SAN DIEGO, CA—Low-dose naltrexone may be an effective, highly tolerable, and inexpensive treatment for patients with fibromyalgia, according to results of a prospective, open-label study presented at the 2013 ACR/ARHP Annual Meeting.
Fibromyalgia has been classified as a “central sensitivity syndrome” mediated by centrally acting proinflammatory cytokine activity, which can cause symptoms of fibromyalgia.
Noting that a significant number of patients with fibromyalgia do not respond adequately to currently available therapies, Samy Metyas, MD, assistant clinical professor of medicine at University of Southern California, Los Angeles, CA, and colleagues administered naltrexone 3mg at nighttime to 25 patients—24 females and 1 male—diagnosed with fibromyalgia based on American College of Rheumatology criteria. The dose could be titrated to a maximum of 4.5mg. Patients were permitted to continue pregabalin, milnacipran, or duloxetine.

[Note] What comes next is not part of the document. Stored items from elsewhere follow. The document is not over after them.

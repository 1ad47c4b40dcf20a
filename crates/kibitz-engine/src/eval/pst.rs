//! Piece-square tables.
//!
//! Tables are written from White's point of view with index 0 = a1 and
//! index 63 = h8, one row per rank starting from rank 1. Black looks up the
//! vertically mirrored square (`index ^ 56`).

use chess::{Color, Piece, Square};

use crate::eval::score::{S, Score};

/// Pawns: central pushes in the middlegame, raw advancement in the endgame.
/// Ranks 1 and 8 are never occupied.
#[rustfmt::skip]
const PAWN: [Score; 64] = [
    S(0,0),    S(0,0),    S(0,0),    S(0,0),    S(0,0),    S(0,0),    S(0,0),    S(0,0),  // 1
    S(5,0),    S(10,0),   S(10,0),   S(-20,0),  S(-20,0),  S(10,0),   S(10,0),   S(5,0),  // 2
    S(5,5),    S(-5,5),   S(-10,5),  S(0,5),    S(0,5),    S(-10,5),  S(-5,5),   S(5,5),  // 3
    S(0,10),   S(0,10),   S(0,10),   S(20,10),  S(20,10),  S(0,10),   S(0,10),   S(0,10),  // 4
    S(5,20),   S(5,20),   S(10,20),  S(25,20),  S(25,20),  S(10,20),  S(5,20),   S(5,20),  // 5
    S(10,35),  S(10,35),  S(20,35),  S(30,35),  S(30,35),  S(20,35),  S(10,35),  S(10,35),  // 6
    S(50,60),  S(50,60),  S(50,60),  S(50,60),  S(50,60),  S(50,60),  S(50,60),  S(50,60),  // 7
    S(0,0),    S(0,0),    S(0,0),    S(0,0),    S(0,0),    S(0,0),    S(0,0),    S(0,0),  // 8
];

#[rustfmt::skip]
const KNIGHT: [Score; 64] = [
    S(-50,-40),S(-40,-30),S(-30,-20),S(-30,-20),S(-30,-20),S(-30,-20),S(-40,-30),S(-50,-40),  // 1
    S(-40,-30),S(-20,-15),S(0,0),    S(5,0),    S(5,0),    S(0,0),    S(-20,-15),S(-40,-30),  // 2
    S(-30,-20),S(5,0),    S(10,10),  S(15,10),  S(15,10),  S(10,10),  S(5,0),    S(-30,-20),  // 3
    S(-30,-20),S(0,0),    S(15,10),  S(20,15),  S(20,15),  S(15,10),  S(0,0),    S(-30,-20),  // 4
    S(-30,-20),S(5,0),    S(15,10),  S(20,15),  S(20,15),  S(15,10),  S(5,0),    S(-30,-20),  // 5
    S(-30,-20),S(0,0),    S(10,10),  S(15,10),  S(15,10),  S(10,10),  S(0,0),    S(-30,-20),  // 6
    S(-40,-30),S(-20,-15),S(0,0),    S(0,0),    S(0,0),    S(0,0),    S(-20,-15),S(-40,-30),  // 7
    S(-50,-40),S(-40,-30),S(-30,-20),S(-30,-20),S(-30,-20),S(-30,-20),S(-40,-30),S(-50,-40),  // 8
];

#[rustfmt::skip]
const BISHOP: [Score; 64] = [
    S(-20,-15),S(-10,-10),S(-10,-10),S(-10,-10),S(-10,-10),S(-10,-10),S(-10,-10),S(-20,-15),  // 1
    S(-10,-10),S(5,-5),   S(0,0),    S(0,0),    S(0,0),    S(0,0),    S(5,-5),   S(-10,-10),  // 2
    S(-10,-10),S(10,0),   S(10,5),   S(10,5),   S(10,5),   S(10,5),   S(10,0),   S(-10,-10),  // 3
    S(-10,-10),S(0,0),    S(10,5),   S(10,10),  S(10,10),  S(10,5),   S(0,0),    S(-10,-10),  // 4
    S(-10,-10),S(5,0),    S(5,5),    S(10,10),  S(10,10),  S(5,5),    S(5,0),    S(-10,-10),  // 5
    S(-10,-10),S(0,0),    S(5,5),    S(10,5),   S(10,5),   S(5,5),    S(0,0),    S(-10,-10),  // 6
    S(-10,-10),S(0,-5),   S(0,0),    S(0,0),    S(0,0),    S(0,0),    S(0,-5),   S(-10,-10),  // 7
    S(-20,-15),S(-10,-10),S(-10,-10),S(-10,-10),S(-10,-10),S(-10,-10),S(-10,-10),S(-20,-15),  // 8
];

/// Rooks: the seventh rank, and the centre files of the back rank.
#[rustfmt::skip]
const ROOK: [Score; 64] = [
    S(0,0),    S(0,0),    S(0,0),    S(5,0),    S(5,0),    S(0,0),    S(0,0),    S(0,0),  // 1
    S(-5,0),   S(0,0),    S(0,0),    S(0,0),    S(0,0),    S(0,0),    S(0,0),    S(-5,0),  // 2
    S(-5,0),   S(0,0),    S(0,0),    S(0,0),    S(0,0),    S(0,0),    S(0,0),    S(-5,0),  // 3
    S(-5,0),   S(0,0),    S(0,0),    S(0,0),    S(0,0),    S(0,0),    S(0,0),    S(-5,0),  // 4
    S(-5,0),   S(0,0),    S(0,0),    S(0,0),    S(0,0),    S(0,0),    S(0,0),    S(-5,0),  // 5
    S(-5,0),   S(0,0),    S(0,0),    S(0,0),    S(0,0),    S(0,0),    S(0,0),    S(-5,0),  // 6
    S(5,10),   S(10,10),  S(10,10),  S(10,10),  S(10,10),  S(10,10),  S(10,10),  S(5,10),  // 7
    S(0,5),    S(0,5),    S(0,5),    S(0,5),    S(0,5),    S(0,5),    S(0,5),    S(0,5),  // 8
];

#[rustfmt::skip]
const QUEEN: [Score; 64] = [
    S(-20,-20),S(-10,-15),S(-10,-10),S(-5,-10), S(-5,-10), S(-10,-10),S(-10,-15),S(-20,-20),  // 1
    S(-10,-15),S(0,-5),   S(5,0),    S(0,0),    S(0,0),    S(0,0),    S(0,-5),   S(-10,-15),  // 2
    S(-10,-10),S(5,0),    S(5,5),    S(5,5),    S(5,5),    S(5,5),    S(0,0),    S(-10,-10),  // 3
    S(0,-10),  S(0,0),    S(5,5),    S(5,10),   S(5,10),   S(5,5),    S(0,0),    S(-5,-10),  // 4
    S(-5,-10), S(0,0),    S(5,5),    S(5,10),   S(5,10),   S(5,5),    S(0,0),    S(-5,-10),  // 5
    S(-10,-10),S(0,0),    S(5,5),    S(5,5),    S(5,5),    S(5,5),    S(0,0),    S(-10,-10),  // 6
    S(-10,-15),S(0,-5),   S(0,0),    S(0,0),    S(0,0),    S(0,0),    S(0,-5),   S(-10,-15),  // 7
    S(-20,-20),S(-10,-15),S(-10,-10),S(-5,-10), S(-5,-10), S(-10,-10),S(-10,-15),S(-20,-20),  // 8
];

/// King: tucked behind pawns in the middlegame, centralised in the endgame.
#[rustfmt::skip]
const KING: [Score; 64] = [
    S(20,-50), S(30,-30), S(10,-30), S(0,-30),  S(0,-30),  S(10,-30), S(30,-30), S(20,-50),  // 1
    S(20,-30), S(20,-30), S(0,0),    S(0,0),    S(0,0),    S(0,0),    S(20,-30), S(20,-30),  // 2
    S(-10,-30),S(-20,-10),S(-20,20), S(-20,30), S(-20,30), S(-20,20), S(-20,-10),S(-10,-30),  // 3
    S(-20,-30),S(-30,-10),S(-30,30), S(-40,40), S(-40,40), S(-30,30), S(-30,-10),S(-20,-30),  // 4
    S(-30,-30),S(-40,-10),S(-40,30), S(-50,40), S(-50,40), S(-40,30), S(-40,-10),S(-30,-30),  // 5
    S(-30,-30),S(-40,-10),S(-40,20), S(-50,30), S(-50,30), S(-40,20), S(-40,-10),S(-30,-30),  // 6
    S(-30,-30),S(-40,-20),S(-40,-10),S(-50,0),  S(-50,0),  S(-40,-10),S(-40,-20),S(-30,-30),  // 7
    S(-30,-50),S(-40,-40),S(-40,-30),S(-50,-20),S(-50,-20),S(-40,-30),S(-40,-40),S(-30,-50),  // 8
];

const TABLES: [&[Score; 64]; 6] = [&PAWN, &KNIGHT, &BISHOP, &ROOK, &QUEEN, &KING];

/// Middlegame/endgame bonus for `piece` of `color` standing on `sq`.
#[inline]
pub fn pst_value(piece: Piece, color: Color, sq: Square) -> Score {
    let index = match color {
        Color::White => sq.to_index(),
        Color::Black => sq.to_index() ^ 56,
    };
    TABLES[piece.to_index()][index]
}

#[cfg(test)]
mod tests {
    use chess::{ALL_PIECES, ALL_SQUARES, Color, Piece, Square};

    use super::pst_value;

    #[test]
    fn central_pawn_push_is_rewarded() {
        let e4 = pst_value(Piece::Pawn, Color::White, Square::E4);
        let e2 = pst_value(Piece::Pawn, Color::White, Square::E2);
        assert!(e4.mg() > e2.mg());
    }

    #[test]
    fn black_lookup_mirrors_white() {
        for piece in ALL_PIECES {
            for sq in ALL_SQUARES {
                let flipped = flip(sq);
                assert_eq!(
                    pst_value(piece, Color::Black, sq),
                    pst_value(piece, Color::White, flipped),
                    "{piece:?} on {sq}"
                );
            }
        }
    }

    #[test]
    fn king_prefers_shelter_early_and_centre_late() {
        let g1 = pst_value(Piece::King, Color::White, Square::G1);
        let e4 = pst_value(Piece::King, Color::White, Square::E4);
        assert!(g1.mg() > e4.mg());
        assert!(e4.eg() > g1.eg());
    }

    #[test]
    fn tables_are_left_right_symmetric_for_minor_pieces() {
        for piece in [Piece::Knight, Piece::Bishop] {
            assert_eq!(
                pst_value(piece, Color::White, Square::A1),
                pst_value(piece, Color::White, Square::H1),
            );
        }
    }

    fn flip(sq: Square) -> Square {
        ALL_SQUARES[sq.to_index() ^ 56]
    }
}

Primary outcome measure was the Revised Fibromyalgia Impact Questionnaire (FIQR) at Month 3; adverse reactions were also recorded.
Of the 22 patients completing the study, 7 (32%) remained on naltrexone monotherapy throughout the study. At Month 3, a 19.5% overall improvement in FIQR was reported. Eleven patients (50%) had an average of a 41% improvement in FIQR.
“The patients reported decreases in anxiety, pain, and sleeping habits from baseline,” Dr. Metyas noted.
Naltrexone is an opioid receptor antagonist used to treat alcohol and opioid dependence. They hypothesized that low-dose naltrexone—an opioid-receptor antagonist used to treat alcohol and opioid dependence—“causes transient blockade of opioid receptors centrally, resulting in a rebound of endorphin function which may attenuate pain in fibromyalgia.”
Further randomized controlled trials and larger studies are needed to further assess the efficacy of naltrexone in fibromyalgia, the investigators concluded.